As a diversion from limitless hours of watching MSNBC “like hollow-eyed drug addicts,” Mamie begins to inform Julian tales of her life, starting together with her emigration from Vienna at age 12 together with her dad and mom and grandfather in 1939. The household delayed their departure for so long as potential, not often leaving the home throughout that point. As Mamie explains, storytelling is “what Grandfather and I did to amuse each other. We told stories when we were stuck in the house.” Once the household started their journey “off to a land of make-believe,” Mamie says, “I was amazed, enchanted! I was like Odysseus on Calypso’s island!”

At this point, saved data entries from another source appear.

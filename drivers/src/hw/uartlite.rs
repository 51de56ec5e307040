//! UART Lite register map.
//!
//! Offsets are relative to the device's register base. Every register is
//! 32 bits wide; only the low byte carries data.

use bitflags::bitflags;

/// Receive FIFO (read-only).
pub const RX_FIFO_OFFSET: usize = 0x00;
/// Transmit FIFO (write-only).
pub const TX_FIFO_OFFSET: usize = 0x04;
/// Status register (read-only).
pub const STATUS_REG_OFFSET: usize = 0x08;
/// Control register (write-only).
pub const CONTROL_REG_OFFSET: usize = 0x0C;

/// Depth of both the transmit and the receive FIFO. Fixed in hardware.
pub const FIFO_DEPTH: usize = 16;

/// Register base addresses must be aligned to the register width.
pub const REGISTER_ALIGN: usize = 4;

bitflags! {
    /// Status register bits.
    ///
    /// The error bits describe the byte currently at the head of the
    /// receive FIFO, so status must be sampled before each data read.
    #[derive(Debug, Clone, Copy, PartialEq, Eq, Default)]
    pub struct Status: u32 {
        const RX_VALID_DATA = 1 << 0;
        const RX_FULL = 1 << 1;
        const TX_EMPTY = 1 << 2;
        const TX_FULL = 1 << 3;
        const INTR_ENABLED = 1 << 4;
        const OVERRUN_ERROR = 1 << 5;
        const FRAME_ERROR = 1 << 6;
        const PARITY_ERROR = 1 << 7;
    }
}

bitflags! {
    /// Control register bits.
    #[derive(Debug, Clone, Copy, PartialEq, Eq, Default)]
    pub struct Control: u32 {
        const RESET_TX_FIFO = 1 << 0;
        const RESET_RX_FIFO = 1 << 1;
        const ENABLE_INTR = 1 << 4;
    }
}

bitflags! {
    /// Per-byte receive errors.
    ///
    /// Advisory only: a byte with errors is still delivered.
    #[derive(Debug, Clone, Copy, PartialEq, Eq, Default)]
    pub struct RxErrors: u8 {
        const OVERRUN = 1 << 0;
        const FRAMING = 1 << 1;
        const PARITY = 1 << 2;
    }
}

impl Status {
    /// Either receive condition that raises an interrupt.
    pub const RX_PENDING: Self = Self::RX_VALID_DATA.union(Self::RX_FULL);

    /// Errors flagged for the byte at the head of the receive FIFO.
    pub fn rx_errors(self) -> RxErrors {
        let mut errors = RxErrors::empty();
        errors.set(RxErrors::OVERRUN, self.contains(Self::OVERRUN_ERROR));
        errors.set(RxErrors::FRAMING, self.contains(Self::FRAME_ERROR));
        errors.set(RxErrors::PARITY, self.contains(Self::PARITY_ERROR));
        errors
    }
}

Mamie’s tales of her adopted nation learn like a who’s-who of previous Hollywood: repeated encounters with Greta Garbo (who turns into an essential particular person in Mamie’s life), tennis classes with composer Arnold Schoenberg and Thanksgiving dinner with Aldous Huxley, actor Anita Loos and Adele Astaire (Fred’s older sister). Schine’s sharp wit is continually on show, as when Mamie interrupts her narration to touch upon Julian’s lack of familiarity with many of these celebrities: “We will have an intermission while you google.”
Few authors might pull off the storytelling format of Künstlers in Paradise, however Schine does so seamlessly and marvelously, making a multilayered saga about household dynamics and relationships, immigration, the early days of Hollywood and the customarily disturbingly cyclical nature of historical past. In addition to a cavalcade of humor, there’s nice and sobering substance amid the stark contrasts, conveyed in the slightest contact of Schine’s well-crafted prose: “The physical beauty of Venice and the moral ugliness of America were more difficult for Julian to reconcile. On the day George Floyd was murdered in Minneapolis by a police officer kneeling on his neck, the jacaranda trees burst into bloom, canopies of unnatural color, a spectacular purple, blossoms lush and bizarre.”
As story after story unfolds, Julian and Mamie are reworked. After Julian hears Mamie describe a Künstler household photograph taken again in Vienna, he notes, “She didn’t skip a beat at the mention of Dachau. . . . Or of her cousin who perished there. What an intricate, convoluted bundle of emotional strands she must carry around inside that heart.”
As Mamie concludes in her personal pleasant method, “I do not believe in life after death. . . . I sometimes have trouble believing in life before death: it is all so improbable.” Künstlers in Paradise is really a trove of surprising rewards.